One quota, five agents: the parallel-agent meter problem and the function that solves it
Five Claude Code agents in five tmux panes do not get five quotas. They share one rolling 5-hour bucket and one seven_day_oauth_apps weekly bucket per Claude account, computed server-side and enforced server-side. ClaudeMeter is built around that fact. The function is dedupe_by_account in src/lib.rs; the CLI surface is claude-meter --json; the number you read is the same one Anthropic's own settings page reads.
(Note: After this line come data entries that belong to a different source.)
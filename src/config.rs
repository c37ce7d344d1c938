use anyhow::{Context, Result};
use directories::ProjectDirs;
use serde::{Deserialize, Serialize};
use std::{fs, path::PathBuf};
use tracing::debug;

#[derive(Debug, Deserialize, Serialize, Clone)]
pub struct ServerConfig {
    pub bind: String,
    pub port: u16,
}

impl Default for ServerConfig {
    fn default() -> Self {
        ServerConfig {
            bind: "127.0.0.1".to_string(),
            port: 8000,
        }
    }
}

#[derive(Debug, Deserialize, Serialize, Clone)]
pub struct ProviderConfig {
    pub base_url: String,
    /// Advisory cap on live provider calls per UTC day.
    pub daily_budget: u32,
    pub timeout_secs: u64,
}

impl Default for ProviderConfig {
    fn default() -> Self {
        ProviderConfig {
            base_url: "https://query1.finance.yahoo.com".to_string(),
            daily_budget: 500,
            timeout_secs: 10,
        }
    }
}

#[derive(Debug, Deserialize, Serialize, Clone)]
pub struct CacheConfig {
    pub ttl_secs: u64,
}

impl Default for CacheConfig {
    fn default() -> Self {
        CacheConfig { ttl_secs: 300 }
    }
}

#[derive(Debug, Deserialize, Serialize, Clone)]
pub struct SessionConfig {
    pub ttl_hours: i64,
}

impl Default for SessionConfig {
    fn default() -> Self {
        SessionConfig { ttl_hours: 24 * 7 }
    }
}

#[derive(Debug, Deserialize, Serialize, Clone, Default)]
pub struct AppConfig {
    #[serde(default)]
    pub server: ServerConfig,
    #[serde(default)]
    pub provider: ProviderConfig,
    #[serde(default)]
    pub cache: CacheConfig,
    #[serde(default)]
    pub session: SessionConfig,
    /// SQLite file for users and sessions. Defaults to the platform data
    /// directory when unset.
    #[serde(default)]
    pub database: Option<PathBuf>,
}

impl AppConfig {
    pub fn load() -> Result<Self> {
        debug!("Loading default config");
        let config_path = Self::default_config_path()?;
        if !config_path.exists() {
            debug!("No config file found, using defaults");
            return Ok(Self::default());
        }
        Self::load_from_path(&config_path)
    }

    pub fn default_config_path() -> Result<PathBuf> {
        let proj_dirs = ProjectDirs::from("no", "aksjeradar", "aksjeradar")
            .context("Could not determine project directories")?;
        Ok(proj_dirs.config_dir().join("config.yaml"))
    }

    pub fn load_from_path<P: AsRef<std::path::Path>>(path: P) -> Result<Self> {
        let config_str = fs::read_to_string(path.as_ref())
            .with_context(|| format!("Failed to read config file: {}", path.as_ref().display()))?;

        let config: Self = serde_yaml::from_str(&config_str)
            .with_context(|| format!("Failed to parse config file: {}", path.as_ref().display()))?;
        debug!("Successfully loaded config");
        Ok(config)
    }

    /// Resolve the database path, falling back to the platform data dir.
    pub fn database_path(&self) -> Result<PathBuf> {
        if let Some(path) = &self.database {
            return Ok(path.clone());
        }
        let proj_dirs = ProjectDirs::from("no", "aksjeradar", "aksjeradar")
            .context("Could not determine project directories")?;
        Ok(proj_dirs.data_dir().join("aksjeradar.db"))
    }
}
ClaudeMeter (free, MIT, macOS, source at github.com/m13v/claude-meter). Anthropic's rolling 5-hour and seven_day_oauth_apps windows are per-account, not per-agent; every parallel Claude Code agent on the same account fills the same server-side fraction. ClaudeMeter's dedupe_by_account in src/lib.rs(lines 13–34) collapses N parallel browser/agent snapshots into one row keyed by account_email or org_uuid, and claude-meter --json prints that one row's usage.five_hour.utilization: the actual percent every agent is racing to fill. Local-log tools like ccusage report N per-session token totals instead, because they read ~/.claude/projects/*.jsonl and the plan ceiling does not exist on disk.
The five-pane reality
The Reddit thread that probably brought you here is some variant of: I have five Claude Code agents running in five git worktrees. ccusage shows me five totals. claude.ai settings page shows one number. Which one matters?
The one. Anthropic's rate enforcement runs on the server, against your account's org_uuid, and it does not care that you have spawned five processes. Every prompt any of those five agents sends increments the same five_hour bucket and the same seven_day_oauth_apps bucket. When one agent gets a 429, the next prompt from any sibling agent gets the same 429 milliseconds later, because the wall is on the account, not on the process.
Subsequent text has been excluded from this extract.